Моя мама, Фаина Анатольевна Шпак, и отец, Алексей Петрович Широков, вместе окончили Кировское художественное училище у педагога, замечательного живописца М. А. Демидова. По окончании работали в Советске и на родине папы – в посёлке Кордяжской бумажной фабрики в Зуевском районе. Затем они вместе поступили в Академию художеств. Я родилась в 1937 г. в Кирове, когда они были ещё студентами и приехали на каникулы. Семья вернулась в Киров в 1939 г., тогда же, незадолго до окончания академии, родился мой брат Евгений. Так что первые два года своей жизни я провела в стенах Ленинградской Академии художеств.

В 1939 г. в Киров приехали работать, кроме моих родителей, ещё два их однокурсника. Это Алексей Александрович Потехин и Филипп Алексеевич Пестов. Эта группа дипломированных художников явилась большим пополнением образовавшемуся тогда Товариществу кировских художников. Правда, Филипп Пестов почти сразу пошёл работать сначала в школу, потом писал рекламу в кино, постепенно разорвал всякие отношения с художниками и дальше исчез из их поля зрения.

В то время в городе уже работали М.Кошкин, А. Князев, Н. Захваткин, А. Деньшин и другие.

Моим родителям дали восемнадцатиметровую комнату в коммуналке на ул.

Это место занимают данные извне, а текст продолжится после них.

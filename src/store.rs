//! Session history persistence.
//!
//! History is append-only: every event a session process emits (plus every
//! user prompt) is written exactly once, whether or not any viewer is
//! attached. [`FileSessionStore`] keeps one JSON-lines file per session under
//! `data_dir/sessions/<id>/history.jsonl`.

use std::path::{Path, PathBuf};

use async_trait::async_trait;
use serde_json::Value;
use tokio::io::AsyncWriteExt;
use tokio::sync::Mutex;

/// Errors from the history store.
#[derive(Debug, thiserror::Error)]
pub enum StoreError {
    #[error("invalid session id {0:?}")]
    InvalidId(String),
    #[error("history I/O failed: {0}")]
    Io(#[from] std::io::Error),
    #[error("failed to encode history entry: {0}")]
    Encode(#[from] serde_json::Error),
}

/// Persisted conversation history.
#[async_trait]
pub trait SessionStore: Send + Sync {
    async fn append_to_history(&self, session_id: &str, message: &Value) -> Result<(), StoreError>;
    /// Whether any history exists, i.e. a new process should resume.
    async fn exists(&self, session_id: &str) -> bool;
}

/// Session ids become directory names: alphanumeric, `-`, `_`, 1-128 chars.
pub fn is_valid_session_id(id: &str) -> bool {
    !id.is_empty()
        && id.len() <= 128
        && id
            .chars()
            .all(|c| c.is_ascii_alphanumeric() || c == '-' || c == '_')
}

/// JSON-lines history files on local disk.
pub struct FileSessionStore {
    root: PathBuf,
    /// Serializes appends so concurrent writers never interleave lines.
    write_lock: Mutex<()>,
}

impl FileSessionStore {
    pub fn new(data_dir: &Path) -> Self {
        Self {
            root: data_dir.join("sessions"),
            write_lock: Mutex::new(()),
        }
    }

    fn history_path(&self, session_id: &str) -> Result<PathBuf, StoreError> {
        if !is_valid_session_id(session_id) {
            return Err(StoreError::InvalidId(session_id.to_string()));
        }
        Ok(self.root.join(session_id).join("history.jsonl"))
    }
}

#[async_trait]
impl SessionStore for FileSessionStore {
    async fn append_to_history(&self, session_id: &str, message: &Value) -> Result<(), StoreError> {
        let path = self.history_path(session_id)?;
        let mut line = serde_json::to_vec(message)?;
        line.push(b'\n');

        let _guard = self.write_lock.lock().await;
        if let Some(dir) = path.parent() {
            tokio::fs::create_dir_all(dir).await?;
        }
        let mut file = tokio::fs::OpenOptions::new()
            .create(true)
            .append(true)
            .open(&path)
            .await?;
        file.write_all(&line).await?;
        file.flush().await?;
        Ok(())
    }

    async fn exists(&self, session_id: &str) -> bool {
        match self.history_path(session_id) {
            Ok(path) => tokio::fs::try_exists(&path).await.unwrap_or(false),
            Err(_) => false,
        }
    }
}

Энгельса, в центре города. Всё наше с братом детство и юность прошли на этой улице, в этой комнате, в перенаселённом старом купеческом доме. Во дворе стояло три особняка. Это была удивительная жизнь на глазах у всех соседей. Каждый знал, кто куда пошёл, кто приехал, кто уехал, кто заболел, у кого что стряпают, у кого какой праздник или похороны. Любой скандал или драка в семье выносились во двор, совершались прилюдно, все соседи принимали активное участие, поддерживали ту или иную сторону. Все всё знали друг о друге до мельчайших подробностей. Конечно, кто-то с кем-то дружил, некоторые враждовали между собой, но всё это было безобидно и как-то по-родственному.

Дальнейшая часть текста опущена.